折角だ、神様だというのならお願い事の1つでもしておこう。
「もし神様ならお願いします。身に余る望みですが、どうか次の人生は朗らかで優しく、暖かい。そんな光溢れた人生にして頂けないでしょうか......。
そして、それらをもう二度と奪われないだけの力を。」
俺はすがるように、声の主に自分の望みを口にした。聞こえなくてもいい。最後の望みだ、少しのわがままを言わせて貰おう。
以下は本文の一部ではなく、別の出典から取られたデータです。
use chrono::{DateTime, Utc};
use kernel::model::{
    event::EventWithRegistrations,
    id::{EventId, RegistrationId, UserId},
    registration::{EventRegistration, Registration, RegistrationEvent, RegistrationStatus},
    user::RegistrationUser,
};
use shared::error::AppError;
use sqlx::FromRow;
use std::str::FromStr;

// 参加登録一覧を取得する際に使う型。イベントとユーザーを JOIN した結果を受ける
#[derive(FromRow)]
pub struct RegistrationRow {
    pub registration_id: RegistrationId,
    pub user_id: UserId,
    pub user_name: String,
    pub email: String,
    pub registered_at: DateTime<Utc>,
    pub status: String,
    pub ticket_count: i32,
    pub event_id: EventId,
    pub event_name: String,
    pub start_date: DateTime<Utc>,
}

impl TryFrom<RegistrationRow> for Registration {
    type Error = AppError;

    fn try_from(value: RegistrationRow) -> Result<Self, Self::Error> {
        let RegistrationRow {
            registration_id,
            user_id,
            user_name,
            email,
            registered_at,
            status,
            ticket_count,
            event_id,
            event_name,
            start_date,
        } = value;
        Ok(Registration {
            registration_id,
            registered_by: RegistrationUser {
                user_id,
                user_name,
                email,
            },
            registered_at,
            status: parse_status(&status)?,
            ticket_count,
            event: RegistrationEvent {
                event_id,
                name: event_name,
                start_date,
            },
        })
    }
}

// ダッシュボード集計クエリの 1 行。
// events / registrations / users を JOIN したフラットな結果を受ける
#[derive(FromRow)]
pub struct EventRegistrationRow {
    pub registration_id: RegistrationId,
    pub event_id: EventId,
    pub email: String,
    pub user_name: String,
    pub registered_at: DateTime<Utc>,
    pub status: String,
    pub ticket_count: i32,
    pub event_name: String,
    pub start_date: DateTime<Utc>,
}

// フラットな行をイベント単位にまとめる。
// 行は (start_date, event_id, registered_at) 順で並んでいる前提。
// 同一イベントの行は連続するので、直前のグループと比較するだけでよい
pub fn group_rows_by_event(
    rows: Vec<EventRegistrationRow>,
) -> Result<Vec<EventWithRegistrations>, AppError> {
    let mut events: Vec<EventWithRegistrations> = Vec::new();
    for row in rows {
        let EventRegistrationRow {
            registration_id,
            event_id,
            email,
            user_name,
            registered_at,
            status,
            ticket_count,
            event_name,
            start_date,
        } = row;
        let registration = EventRegistration {
            registration_id,
            event_id,
            user_email: email,
            user_name,
            registered_at,
            status: parse_status(&status)?,
            ticket_count,
        };
        match events.last_mut() {
            Some(group) if group.event_id == event_id => group.registrations.push(registration),
            _ => events.push(EventWithRegistrations {
                event_id,
                name: event_name,
                start_date,
                registrations: vec![registration],
            }),
        }
    }
    Ok(events)
}

fn parse_status(status: &str) -> Result<RegistrationStatus, AppError> {
    RegistrationStatus::from_str(status).map_err(|e| AppError::ConversionEntityError(e.to_string()))
}

#[cfg(test)]
mod tests {
    use super::*;
    use chrono::TimeZone;

    fn row(
        event_id: EventId,
        event_name: &str,
        start_hour: u32,
        email: &str,
        tickets: i32,
    ) -> EventRegistrationRow {
        EventRegistrationRow {
            registration_id: RegistrationId::new(),
            event_id,
            email: email.into(),
            user_name: "Test User".into(),
            registered_at: Utc.with_ymd_and_hms(2025, 4, 1, 9, 0, 0).unwrap(),
            status: "confirmed".into(),
            ticket_count: tickets,
            event_name: event_name.into(),
            start_date: Utc.with_ymd_and_hms(2025, 5, 1, start_hour, 0, 0).unwrap(),
        }
    }

    #[test]
    fn consecutive_rows_of_one_event_form_one_group() {
        let event_id = EventId::new();
        let rows = vec![
            row(event_id, "Expo", 10, "a@example.com", 1),
            row(event_id, "Expo", 10, "b@example.com", 2),
        ];

        let groups = group_rows_by_event(rows).unwrap();
        assert_eq!(groups.len(), 1);
        assert_eq!(groups[0].name, "Expo");
        assert_eq!(groups[0].registrations.len(), 2);
        assert_eq!(groups[0].registrations[0].user_email, "a@example.com");
        assert_eq!(groups[0].registrations[1].user_email, "b@example.com");
    }

    #[test]
    fn event_boundaries_split_groups_in_row_order() {
        let first = EventId::new();
        let second = EventId::new();
        let rows = vec![
            row(first, "Expo", 10, "a@example.com", 1),
            row(second, "Meetup", 15, "b@example.com", 1),
            row(second, "Meetup", 15, "c@example.com", 1),
        ];

        let groups = group_rows_by_event(rows).unwrap();
        assert_eq!(groups.len(), 2);
        assert_eq!(groups[0].event_id, first);
        assert_eq!(groups[1].event_id, second);
        assert_eq!(groups[1].registrations.len(), 2);
    }

    #[test]
    fn empty_rows_produce_empty_result() {
        let groups = group_rows_by_event(Vec::new()).unwrap();
        assert!(groups.is_empty());
    }

    #[test]
    fn unknown_status_is_rejected() {
        let mut bad = row(EventId::new(), "Expo", 10, "a@example.com", 1);
        bad.status = "pending".into();
        assert!(group_rows_by_event(vec![bad]).is_err());
    }
}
『わかりました。我が子よ、望みを叶えましょう。貴方に新たな人生を......そして、それを奪われないだけの力を差し上げましょう。正しく使いなさい。』
答えてくれた。もしかしたら、本当の神様なのかもしれない。神様なんて信じたことは無かったが、やはり神様は俺達人間のことを見ていてくれているのかもしれない。
「神様、ありがとうございます。答えて下さるなんて......。俺はその力を家族、友のためには振るうことを約束します。」
なら、俺は誓おう。必ず、家族を友を守ると、そしてそれらを奪うものは、どんな相手だろうと立ち向かい。うち倒すことを。
そして、平和な日溜まりのように暖かい人生を送ろうと。
『あらゆる逆境にいながらも、その清廉な魂は素晴らしいものです。それは貴方の美徳、どうかその美しい魂を濁らせないようにでは、行きましょうか。貴方の二度目の人生を!』
「はい、神様。次こそは必ず良い人生にしてみせます。」
ピコーン
《固有スキル『正義』を修得しました。》
《スキル『忍耐ex』を修得しました。》
スキル? どういうことだろうか......。まあ、いいか。次こそは必ず......。
意識が薄れていく、これが死ぬってことなのか。
来世は必ず......。
(確かに悪い人生ではあったが、最後の最後に良いことがあったな。)
それが宮古 秀が思った最後の言葉だった。